South Molle Island

Spend your holidays on tropical South Molle Island – or Adventure Island as we like to call it – and explore more than 16km of the best bushwalks in Australia with an amazing 360° Whitsunday view.

The island is a National Park with a great variety of walks varying from 2 to 10 km in length. All tracks are well kept, signposted and reward the walker with a great diversity of vegetation, bird and wildlife, beaches and expansive views. Three of these walks have been included in the Whitsundays Great Walks program for both the excellence of the walks and their significance to the Ngaro Aboriginal Tribe.

BEST BUSH WALK - The ‘Spion Kop’ walk on South Molle Island is voted #1 by Australian Geographic for Queensland’s best bush walk

Located in the Coral Sea of Whitsunday Islands, South Molle Island is the perfect location to explore marine life. Snorkel coral reefs with tropical fish, green turtles, hawksbill turtles, stingrays, reef sharks and dolphins. Between june and september whales enter the cool Whitsunday waters and with some luck you can spot these traveling giants.

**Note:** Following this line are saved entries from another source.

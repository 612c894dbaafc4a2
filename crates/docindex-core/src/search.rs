//! Similarity search over stored embeddings.
//!
//! The search algorithm operates entirely through the [`Store`] trait. The
//! caller supplies the active [`Vocabulary`] and an [`Embedder`] configured
//! the same way the stored vectors were produced.
//!
//! # Algorithm
//!
//! 1. Embed the query against the vocabulary.
//! 2. Fetch every stored embedding with its chunk.
//! 3. Reject (or, with `skip_stale`, skip) embeddings from another epoch.
//! 4. Score by cosine similarity, drop scores below `min_similarity`.
//! 5. Stable sort descending, truncate to `top_k`.
//! 6. Attach each hit's parent document.

use std::collections::HashMap;

use serde::{Deserialize, Serialize};
use tracing::{debug, warn};

use crate::embedding::{cosine_similarity, Embedder};
use crate::error::{IndexError, Result};
use crate::models::{Chunk, Document};
use crate::store::Store;
use crate::vocabulary::Vocabulary;

/// Query-time parameters.
#[derive(Debug, Clone, PartialEq, Serialize, Deserialize)]
#[serde(default)]
pub struct SearchOptions {
    pub top_k: usize,
    pub min_similarity: f32,
    /// Skip embeddings from an older vocabulary instead of failing.
    pub skip_stale: bool,
}

impl Default for SearchOptions {
    fn default() -> Self {
        Self {
            top_k: 10,
            min_similarity: 0.1,
            skip_stale: false,
        }
    }
}

/// One scored candidate.
#[derive(Debug, Clone, PartialEq)]
pub struct Ranked<T> {
    pub item: T,
    pub similarity: f32,
}

/// A search result: the matching chunk and its document.
#[derive(Debug, Clone, Serialize)]
pub struct SearchHit {
    pub similarity: f32,
    pub chunk: Chunk,
    pub document: Document,
}

/// Score `candidates` against `query` and keep the best `top_k` whose
/// similarity is at least `min_similarity`. Ties keep input order.
pub fn rank<'a, T, I>(
    query: &[f32],
    candidates: I,
    top_k: usize,
    min_similarity: f32,
) -> Result<Vec<Ranked<T>>>
where
    I: IntoIterator<Item = (T, &'a [f32])>,
{
    let mut ranked = Vec::new();
    for (item, vector) in candidates {
        let similarity = cosine_similarity(query, vector)?;
        if similarity >= min_similarity {
            ranked.push(Ranked { item, similarity });
        }
    }
    ranked.sort_by(|a, b| {
        b.similarity
            .partial_cmp(&a.similarity)
            .unwrap_or(std::cmp::Ordering::Equal)
    });
    ranked.truncate(top_k);
    Ok(ranked)
}

/// Run a query against `store` using the active `vocab`.
pub async fn search<S: Store + ?Sized>(
    store: &S,
    vocab: &Vocabulary,
    embedder: &Embedder,
    query: &str,
    opts: &SearchOptions,
) -> Result<Vec<SearchHit>> {
    if query.trim().is_empty() || opts.top_k == 0 {
        return Ok(Vec::new());
    }

    let query_vec = embedder.embed_query(Some(vocab), query)?;
    let records = store.all_embeddings().await?;
    let total = records.len();

    let mut current = Vec::with_capacity(total);
    let mut stale = 0usize;
    for record in records {
        if record.embedding.vocabulary_epoch != vocab.epoch {
            if opts.skip_stale {
                stale += 1;
                continue;
            }
            return Err(IndexError::EpochMismatch {
                active: vocab.epoch.clone(),
                found: record.embedding.vocabulary_epoch,
            });
        }
        current.push(record);
    }
    if stale > 0 {
        warn!(
            stale,
            "skipped embeddings from an older vocabulary; run `docidx rebuild`"
        );
    }

    let ranked = rank(
        &query_vec,
        current
            .iter()
            .map(|r| (&r.chunk, r.embedding.vector.as_slice())),
        opts.top_k,
        opts.min_similarity,
    )?;

    let mut documents: HashMap<String, Option<Document>> = HashMap::new();
    let mut hits = Vec::with_capacity(ranked.len());
    for Ranked { item: chunk, similarity } in ranked {
        if !documents.contains_key(&chunk.document_id) {
            let doc = store.get_document(&chunk.document_id).await?;
            documents.insert(chunk.document_id.clone(), doc);
        }
        let Some(Some(document)) = documents.get(&chunk.document_id) else {
            continue;
        };
        hits.push(SearchHit {
            similarity,
            chunk: chunk.clone(),
            document: document.clone(),
        });
    }

    debug!(
        query,
        candidates = total,
        stale,
        hits = hits.len(),
        "search complete"
    );
    Ok(hits)
}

History of South Molle Island

Around 10,000 years ago, at the end of the last ice age, glaciers melted and the Coral Sea rose over the coastal plain, leaving only mountain-tops and ridges exposed as the rocky Whitsunday islands we see today.

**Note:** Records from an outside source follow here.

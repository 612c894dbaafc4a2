//! Paragraph-packing strategy for plain text.

use super::split::{split_recursive, Level, Piece, Span};
use crate::models::ChunkKind;

pub(crate) fn chunk_plain(text: &str, chunk_size: usize) -> Vec<Piece> {
    let mut pieces = Vec::new();
    let kind_for = |level: Level| match level {
        Level::Paragraph | Level::Line => ChunkKind::TextBlock,
        Level::Sentence => ChunkKind::SentenceGroup,
        Level::Word => ChunkKind::WordGroup,
    };
    split_recursive(
        text,
        Span::new(0, text.len()),
        chunk_size,
        Level::Paragraph,
        false,
        &kind_for,
        &mut pieces,
    );
    pieces
}

/// Prefix each piece after the first with the last `overlap` words of the
/// piece before it. Returns `(content, overlap_words)` per piece.
pub(crate) fn apply_overlap(text: &str, pieces: &[Piece], overlap: usize) -> Vec<(String, usize)> {
    let mut out = Vec::with_capacity(pieces.len());
    let mut previous: Option<&str> = None;

    for piece in pieces {
        let body = &text[piece.span.start..piece.span.end];
        match previous {
            Some(prev) if overlap > 0 => {
                let words: Vec<&str> = prev.split_whitespace().collect();
                let tail = &words[words.len().saturating_sub(overlap)..];
                out.push((format!("{} {}", tail.join(" "), body), tail.len()));
            }
            _ => out.push((body.to_string(), 0)),
        }
        previous = Some(body);
    }
    out
}

#[cfg(test)]
mod tests {
    use super::*;

    #[test]
    fn test_packs_paragraphs() {
        let text = "One.\n\nTwo.\n\nThree.";
        let pieces = chunk_plain(text, 1000);
        assert_eq!(pieces.len(), 1);
        assert_eq!(pieces[0].kind, ChunkKind::TextBlock);
    }

    #[test]
    fn test_oversized_paragraph_uses_sentences() {
        let text = "Alpha beta gamma. Delta epsilon zeta. Eta theta iota.";
        let pieces = chunk_plain(text, 20);
        assert_eq!(pieces.len(), 3);
        assert!(pieces.iter().all(|p| p.kind == ChunkKind::SentenceGroup));
    }

    #[test]
    fn test_overlap_prefixes_previous_tail() {
        let text = "a b c d\n\ne f g h";
        let pieces = vec![
            Piece {
                span: Span::new(0, 7),
                kind: ChunkKind::TextBlock,
            },
            Piece {
                span: Span::new(9, 16),
                kind: ChunkKind::TextBlock,
            },
        ];
        let out = apply_overlap(text, &pieces, 2);
        assert_eq!(out[0], ("a b c d".to_string(), 0));
        assert_eq!(out[1], ("c d e f g h".to_string(), 2));
    }

    #[test]
    fn test_overlap_larger_than_previous_chunk() {
        let text = "a b\n\nc d";
        let pieces = vec![
            Piece {
                span: Span::new(0, 3),
                kind: ChunkKind::TextBlock,
            },
            Piece {
                span: Span::new(5, 8),
                kind: ChunkKind::TextBlock,
            },
        ];
        let out = apply_overlap(text, &pieces, 50);
        assert_eq!(out[1], ("a b c d".to_string(), 2));
    }
}
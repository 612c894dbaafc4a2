//! Brace-depth code strategy.
//!
//! Lines accumulate until the next one would push the chunk past
//! `chunk_size`. The cut happens at the first line boundary where brace
//! depth is back to zero; if the chunk grows past `max_chunk_size` first,
//! it is cut anyway and tagged as forced.

use super::split::{char_len, line_spans, Piece, Span};
use crate::models::ChunkKind;

/// Keywords that may precede a declaration keyword on the same line.
const MODIFIERS: &[&str] = &[
    "pub ", "pub(crate) ", "async ", "export ", "default ", "static ", "public ", "private ",
    "protected ", "abstract ", "final ", "unsafe ", "extern ",
];

/// Declaration keywords whose following identifier names the block.
const DECLARATIONS: &[&str] = &[
    "fn ", "def ", "function ", "class ", "struct ", "enum ", "trait ", "impl ", "interface ",
    "func ", "module ", "type ",
];

/// Name declared on `line`, if it opens a function, type, or impl block.
pub(crate) fn declared_name(line: &str) -> Option<String> {
    let mut rest = line.trim_start();
    loop {
        match MODIFIERS.iter().find(|m| rest.starts_with(*m)) {
            Some(m) => rest = rest[m.len()..].trim_start(),
            None => break,
        }
    }
    let keyword = DECLARATIONS.iter().find(|d| rest.starts_with(*d))?;
    let after = rest[keyword.len()..].trim_start();
    // Go methods: `func (r *Recv) Name(`
    let after = match after.strip_prefix('(') {
        Some(recv) => recv.split_once(')').map(|(_, tail)| tail.trim_start())?,
        None => after,
    };
    let name: String = after
        .chars()
        .take_while(|c| c.is_alphanumeric() || *c == '_' || *c == '$')
        .collect();
    if name.is_empty() {
        None
    } else {
        Some(name)
    }
}

/// Advisory language guess from keyword presence.
pub(crate) fn detect_language(text: &str) -> Option<String> {
    let has = |needle: &str| text.contains(needle);
    let language = if has("fn ") && (has("let ") || has("impl ") || has("pub ")) {
        "rust"
    } else if has("def ") && (has("import ") || has("self") || has("):")) {
        "python"
    } else if has("func ") && has("package ") {
        "go"
    } else if has("public class ") || has("private static ") {
        "java"
    } else if has("#include") {
        "c"
    } else if has("interface ") && has(": ") && (has("const ") || has("export ")) {
        "typescript"
    } else if has("function ") || has("=> ") || has("const ") {
        "javascript"
    } else {
        return None;
    };
    Some(language.to_string())
}

fn brace_delta(line: &str) -> i64 {
    line.chars().fold(0, |acc, c| match c {
        '{' => acc + 1,
        '}' => acc - 1,
        _ => acc,
    })
}

pub(crate) fn chunk_code(text: &str, chunk_size: usize, max_chunk_size: usize) -> Vec<Piece> {
    let mut pieces = Vec::new();
    let mut current: Option<Span> = None;
    let mut function: Option<String> = None;
    let mut depth: i64 = 0;

    let flush = |span: Span, forced: bool, function: Option<String>, out: &mut Vec<Piece>| {
        let end = span.start + text[span.start..span.end].trim_end().len();
        if end == span.start {
            return;
        }
        let kind = if forced {
            ChunkKind::CodeBlockForced { function }
        } else {
            ChunkKind::CodeBlock { function }
        };
        out.push(Piece {
            span: Span::new(span.start, end),
            kind,
        });
    };

    for line in line_spans(text, Span::new(0, text.len())) {
        let content = &text[line.start..line.end];

        if let Some(cur) = current {
            let candidate = char_len(text, cur.join(line));
            if candidate > chunk_size {
                if depth == 0 {
                    flush(cur, false, function.take(), &mut pieces);
                    current = None;
                } else if candidate > max_chunk_size {
                    flush(cur, true, function.take(), &mut pieces);
                    current = None;
                }
            }
        }

        depth = (depth + brace_delta(content)).max(0);

        if current.is_none() && content.trim().is_empty() {
            continue;
        }
        current = Some(match current {
            Some(cur) => cur.join(line),
            None => line,
        });
        if function.is_none() {
            function = declared_name(content);
        }
    }
    if let Some(cur) = current {
        flush(cur, false, function.take(), &mut pieces);
    }
    pieces
}

#[cfg(test)]
mod tests {
    use super::*;

    fn render(text: &str, pieces: &[Piece]) -> Vec<String> {
        pieces
            .iter()
            .map(|p| text[p.span.start..p.span.end].to_string())
            .collect()
    }

    #[test]
    fn test_declared_name() {
        assert_eq!(declared_name("pub fn parse(input: &str)"), Some("parse".into()));
        assert_eq!(declared_name("def handler(event):"), Some("handler".into()));
        assert_eq!(declared_name("export async function load() {"), Some("load".into()));
        assert_eq!(declared_name("class Widget:"), Some("Widget".into()));
        assert_eq!(declared_name("func (s *Server) Start() {"), Some("Start".into()));
        assert_eq!(declared_name("let x = 1;"), None);
    }

    #[test]
    fn test_detect_language() {
        assert_eq!(detect_language("pub fn a() { let x = 1; }").as_deref(), Some("rust"));
        assert_eq!(
            detect_language("import os\ndef main():\n    pass").as_deref(),
            Some("python")
        );
        assert_eq!(detect_language("plain words"), None);
    }

    #[test]
    fn test_cuts_at_depth_zero() {
        let text = "fn a() {\n    one();\n}\n\nfn b() {\n    two();\n}";
        let pieces = chunk_code(text, 25, 1000);
        let rendered = render(text, &pieces);
        assert_eq!(rendered.len(), 2);
        assert!(rendered[0].starts_with("fn a()"));
        assert!(rendered[1].starts_with("fn b()"));
        assert_eq!(pieces[0].kind.function(), Some("a"));
        assert_eq!(pieces[1].kind.function(), Some("b"));
        assert!(matches!(pieces[0].kind, ChunkKind::CodeBlock { .. }));
    }

    #[test]
    fn test_keeps_open_block_together_until_max() {
        let body: String = (0..10).map(|i| format!("    step_{}();\n", i)).collect();
        let text = format!("fn long() {{\n{}}}", body);
        // Larger than chunk_size but below max: one block, never cut mid-body.
        let pieces = chunk_code(&text, 40, 10_000);
        assert_eq!(pieces.len(), 1);
        assert!(matches!(pieces[0].kind, ChunkKind::CodeBlock { .. }));
    }

    #[test]
    fn test_force_cut_when_max_exceeded() {
        let body: String = (0..30).map(|i| format!("    step_{}();\n", i)).collect();
        let text = format!("fn long() {{\n{}}}", body);
        let pieces = chunk_code(&text, 40, 80);
        assert!(pieces.len() > 1);
        assert!(matches!(
            pieces[0].kind,
            ChunkKind::CodeBlockForced { .. }
        ));
        assert_eq!(pieces[0].kind.function(), Some("long"));
    }
}
use anyhow::Result;
use sqlx::SqlitePool;

use crate::config::Config;
use crate::db;

pub async fn run_migrations(config: &Config) -> Result<()> {
    let pool = db::connect(config).await?;
    apply(&pool).await?;
    pool.close().await;
    Ok(())
}

/// Create every table and index. Idempotent.
pub async fn apply(pool: &SqlitePool) -> Result<()> {
    sqlx::query(
        r#"
        CREATE TABLE IF NOT EXISTS documents (
            id TEXT PRIMARY KEY,
            filename TEXT NOT NULL,
            path TEXT NOT NULL,
            content_type TEXT NOT NULL,
            size_bytes INTEGER NOT NULL,
            content_hash TEXT NOT NULL,
            metadata_json TEXT NOT NULL DEFAULT '{}',
            indexed_at TEXT NOT NULL,
            chunk_count INTEGER NOT NULL DEFAULT 0
        )
        "#,
    )
    .execute(pool)
    .await?;

    sqlx::query(
        r#"
        CREATE TABLE IF NOT EXISTS chunks (
            id TEXT PRIMARY KEY,
            document_id TEXT NOT NULL,
            chunk_index INTEGER NOT NULL,
            content TEXT NOT NULL,
            kind_json TEXT NOT NULL,
            start_offset INTEGER NOT NULL,
            end_offset INTEGER NOT NULL,
            metadata_json TEXT NOT NULL,
            UNIQUE(document_id, chunk_index),
            FOREIGN KEY (document_id) REFERENCES documents(id) ON DELETE CASCADE
        )
        "#,
    )
    .execute(pool)
    .await?;

    sqlx::query(
        r#"
        CREATE TABLE IF NOT EXISTS embeddings (
            chunk_id TEXT PRIMARY KEY,
            vector BLOB NOT NULL,
            magnitude REAL NOT NULL,
            dimensions INTEGER NOT NULL,
            method TEXT NOT NULL,
            non_zero_count INTEGER NOT NULL,
            vocabulary_epoch TEXT NOT NULL,
            created_at TEXT NOT NULL,
            FOREIGN KEY (chunk_id) REFERENCES chunks(id) ON DELETE CASCADE
        )
        "#,
    )
    .execute(pool)
    .await?;

    sqlx::query(
        r#"
        CREATE TABLE IF NOT EXISTS vocabulary (
            term TEXT PRIMARY KEY,
            term_index INTEGER NOT NULL UNIQUE,
            idf REAL NOT NULL,
            document_frequency INTEGER NOT NULL
        )
        "#,
    )
    .execute(pool)
    .await?;

    // Single-row table describing the active vocabulary.
    sqlx::query(
        r#"
        CREATE TABLE IF NOT EXISTS vocabulary_meta (
            id INTEGER PRIMARY KEY CHECK (id = 1),
            epoch TEXT NOT NULL,
            document_count INTEGER NOT NULL,
            max_terms INTEGER NOT NULL,
            created_at TEXT NOT NULL
        )
        "#,
    )
    .execute(pool)
    .await?;

    sqlx::query("CREATE INDEX IF NOT EXISTS idx_chunks_document_id ON chunks(document_id)")
        .execute(pool)
        .await?;
    sqlx::query(
        "CREATE INDEX IF NOT EXISTS idx_documents_indexed_at ON documents(indexed_at DESC)",
    )
    .execute(pool)
    .await?;
    sqlx::query(
        "CREATE INDEX IF NOT EXISTS idx_embeddings_epoch ON embeddings(vocabulary_epoch)",
    )
    .execute(pool)
    .await?;

    Ok(())
}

The Whitsundays are the traditional home of the Ngaro Aboriginal people. Archaeological research shows that the Ngaro inhabited the Whitsundays, including South Molle island, for at least the past 9,000 years. The evidence includes stone axes and cutting tools found in a stone quarry on South Molle island, numerous fish traps (stone structures made for catching fish) throughout the Whitsundays, and cave paintings. Two Ngaro caves have been found on South Molle island, but only a handful of people in the world know the exact location.

Ngaro men were skilled navigators. European seafarers reported seeing Aboriginal people paddling from Double Cone island to South Molle island, a distance of 21km. Their canoes were made of sturdy three-piece bark capable of journeys on the open sea. The Ngaro Sea Trails are still being used as commercial routes.

Ngaro women collected vegetables, seeds and fruits, and prepared them for cooking and eating.

A great variety of tools, utensils and weapons were used for fishing, hunting, gathering plants and cooking. The most effective and simple tools were broken pieces of rock used for cutting, crushing grains and as axe heads. Other tools included animal teeth and twists of bark.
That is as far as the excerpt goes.